Falstaff est une œuvre à part dans la filmographie d’Orson Welles. C’est non seulement le film dont il se disait le plus fier, mais en gardant un contrôle total sur son œuvre, depuis l’écriture du scénario jusqu’aux dernières retouches de montage, on peut y voir l’interprétation personnelle d’Orson Welles sur le mythe de Falstaff. Une interprétation tout d’abord incarnée dans les traits et le corps de Welles, qui a vieilli ses traits et exagéré son embonpoint car « Tout ce qui comptera dans ce film devra se lire sur les visages, disait- il. (…) Plus on se rapproche du visage, plus il gagne en universalité. » Welles a renouvelé également l’interprétation de Falstaff, traditionnellement représenté comme un rustre, un menteur, un ivrogne, un clown… Welles nourrit tous ces traits de caractère, en distinguant en Falstaff un certain nombre de qualités humaines : son indulgence, sa générosité, son intelligence…

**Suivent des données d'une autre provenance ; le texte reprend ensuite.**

//! Configuration management for the indexer.
//!
//! The configuration is a JSON file deserialized with serde. Interval and
//! timeout knobs treat `0` as "use the default", so a sparse config file
//! keeps working across new releases.

use crate::utils::error::{IndexerError, Result};
use serde::{Deserialize, Serialize};
use std::path::Path;

/// Well-known identifier of the native coin contract.
pub const NATIVE_COIN_CONTRACT: &str = "0100000000000000000000000000000000000000";
/// Well-known identifier of the native gas contract.
pub const NATIVE_GAS_CONTRACT: &str = "0200000000000000000000000000000000000000";

/// Reserved mint/burn sentinel; never stored as a holder.
pub const ZERO_ADDRESS: &str = "0000000000000000000000000000000000000000";

const DEFAULT_HEARTBEAT_UPDATE_INTERVAL: u32 = 5;
const DEFAULT_HEARTBEAT_TIMEOUT: u32 = 30;
const DEFAULT_HOLDER_COUNT_UPDATE_INTERVAL: u32 = 600;
const DEFAULT_SYNCED_BLOCK_HEIGHT_INTERVAL: u32 = 10;
const DEFAULT_DB_BATCH_SIZE: u32 = 100;
const DEFAULT_DB_BATCH_TIME: u32 = 5;

/// Kind of a token contract, determined by its identifier.
///
/// The two native kinds are matched exactly against well-known sentinel
/// identifiers; every other monitored contract is a generic [`Token`].
///
/// [`Token`]: ContractKind::Token
#[derive(Debug, Clone, Copy, PartialEq, Eq)]
pub enum ContractKind {
    NativeCoin,
    NativeGas,
    /// A monitored contract implementing the generic token standard.
    Token,
    /// Not in the monitored set; invisible to the indexer.
    Unknown,
}

/// Indexer configuration, loaded from a JSON file.
#[derive(Debug, Clone, Serialize, Deserialize, Default)]
#[serde(default)]
pub struct IndexerConfig {
    /// Postgres connection URL.
    pub db_url: String,
    /// Max connections in the pool.
    pub db_max_conns: u32,
    /// Idle connections the pool keeps open.
    pub db_min_conns: u32,
    /// Max lifetime of a pooled connection, seconds.
    pub db_conn_lifetime: u32,
    /// Chain JSON-RPC endpoint.
    pub rpc_address: String,
    /// Configured floor for the sync cursor.
    pub block_height: u32,
    /// Bind port for the HTTP read surface.
    pub http_port: u16,
    /// Flush threshold for the batched apply, in transfers.
    pub db_batch_size: u32,
    /// Flush period for the batched apply, seconds.
    pub db_batch_time: u32,
    /// Upper bound on the `count` parameter of holder queries.
    pub max_query_page_size: u32,
    /// Monitored contract identifiers (lowercase hex).
    pub contracts: Vec<String>,
    /// Heartbeat refresh period, seconds.
    pub heartbeat_update_interval: u32,
    /// Staleness bound after which a leader loses the lease, seconds.
    pub heartbeat_timeout: u32,
    /// Holder-count cache refresh period, seconds.
    pub holder_count_update_interval: u32,
    /// Follower cursor refresh period, seconds.
    pub synced_block_height_interval: u32,
}

impl IndexerConfig {
    /// Loads and deserializes the configuration from a JSON file.
    pub fn from_file(path: impl AsRef<Path>) -> Result<Self> {
        let data = std::fs::read(path.as_ref())?;
        serde_json::from_slice(&data).map_err(|e| {
            IndexerError::Config(format!(
                "invalid config file {}: {e}",
                path.as_ref().display()
            ))
        })
    }

    /// Returns `true` if `contract` is in the monitored set.
    pub fn is_monitored(&self, contract: &str) -> bool {
        self.contracts.iter().any(|c| c == contract)
    }

    /// Classifies a contract identifier.
    pub fn kind_of(&self, contract: &str) -> ContractKind {
        if contract == NATIVE_COIN_CONTRACT {
            ContractKind::NativeCoin
        } else if contract == NATIVE_GAS_CONTRACT {
            ContractKind::NativeGas
        } else if self.is_monitored(contract) {
            ContractKind::Token
        } else {
            ContractKind::Unknown
        }
    }

    pub fn heartbeat_update_interval(&self) -> u32 {
        default_if_zero(self.heartbeat_update_interval, DEFAULT_HEARTBEAT_UPDATE_INTERVAL)
    }

    pub fn heartbeat_timeout(&self) -> u32 {
        default_if_zero(self.heartbeat_timeout, DEFAULT_HEARTBEAT_TIMEOUT)
    }

    pub fn holder_count_update_interval(&self) -> u32 {
        default_if_zero(
            self.holder_count_update_interval,
            DEFAULT_HOLDER_COUNT_UPDATE_INTERVAL,
        )
    }

    pub fn synced_block_height_interval(&self) -> u32 {
        default_if_zero(
            self.synced_block_height_interval,
            DEFAULT_SYNCED_BLOCK_HEIGHT_INTERVAL,
        )
    }

    pub fn db_batch_size(&self) -> u32 {
        default_if_zero(self.db_batch_size, DEFAULT_DB_BATCH_SIZE)
    }

    pub fn db_batch_time(&self) -> u32 {
        default_if_zero(self.db_batch_time, DEFAULT_DB_BATCH_TIME)
    }
}

fn default_if_zero(value: u32, default: u32) -> u32 {
    if value == 0 {
        default
    } else {
        value
    }
}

C’est enfin une interprétation qui prend en compte la dimension politique du personnage dans l’œuvre de Shakespeare. Ce concentré grotesque de mensonge et de philosophie constitue le contrepoint carnavalesque du roi politicien que représente Henry IV, prince machiavélien et machiavélique toujours projeté dans l’action à venir, toujours attentif à anticiper les actions de ses adversaires pour sauvegarder le pouvoir qu’il a acquis et consolidé de ses propres mains. Falstaff lui-même constitue une menace pour Henry IV, par le péril que son éducation déréglée du prince Harry font peser sur l’avenir de la couronne. Le terme « enormity » qu’emploie Shakespeare pour qualifier Falstaff est un double sens désignant à la fois l’énormité physique du personnage, mais aussi son côté « hors norme », le dérèglement et la menace à l’ordre politique que représente ce rejeton de la chevalerie à l’époque de la naissance de l’État moderne.

Ainsi Falstaff tout entier représente pour Welles la fin d’un monde, que le metteur en scène nous donne à voir dans son film et l’acteur dans son interprétation.

Falstaff est la figure la plus insolite de toute la fiction en ce qu’il est un homme absolument bon (…). Falstaff représente la joyeuse Angleterre. Je pense que Shakespeare était vraiment préoccupé, autant que je le suis à ma petite échelle, par la perte de l’Innocence. Il y a toujours eu en Angleterre selon moi, une Angleterre plus ancienne, plus douce et plus pure, où la nature sentait meilleur, celle des matins de mai et des veillées estivales, quand même la méchanceté était innocente. Un printemps éternel dont Falstaff était le porte-parole. Vous sentez la Nostalgie de ce temps (…) dans toute l’œuvre de Shakespeare, et je pense qu’il rejetait profondément la modernité, comme je m’oppose à la mienne. Shakespeare était l’archétype des auteurs Anglais, précisément parce qu’il était préoccupé par la disparition de Camelot, de la grande légende médiévale. Et Falstaff représente cette innocence. Il est une sorte de réfugié de ce monde, et il doit vivre de son esprit, il doit être drôle, car il ne trouve pas d’endroit où dormir s’il ne parvient pas à extirper un rire de la bouche de son protecteur. C’est donc un monde dur que la modernité dans laquelle vit Falstaff, et qui explose de la manière la plus violente qui soit dans la terrible scène de bataille, qui représente la fin de l’idéal chevaleresque et préfigure le monde tel qu’il deviendra à partir de ce moment-là. On doit voir cela à travers ses yeux qui ne peuvent qu’être bleus, il faut voir un regard qui jaillit d’un âge qui n’a jamais existé mais que l’on retrouve au cœur de toute la poésie anglaise.

Marius Muller 


BARDOLFO ET PISTOLA

Bardolfo (Bardolphe) et Pistola (Pistolet) sont les acolytes, les comparses, les compagnons et serviteurs de sir John Falstaff. C’est un duo déjà présent chez Shakespeare, qui assume la fonction de faire-valoir pour Falstaff, aussi bien que de double comique : on se moque de leur poltronnerie, de leur stupidité, autant que des tours qu’ils jouent à leur maître.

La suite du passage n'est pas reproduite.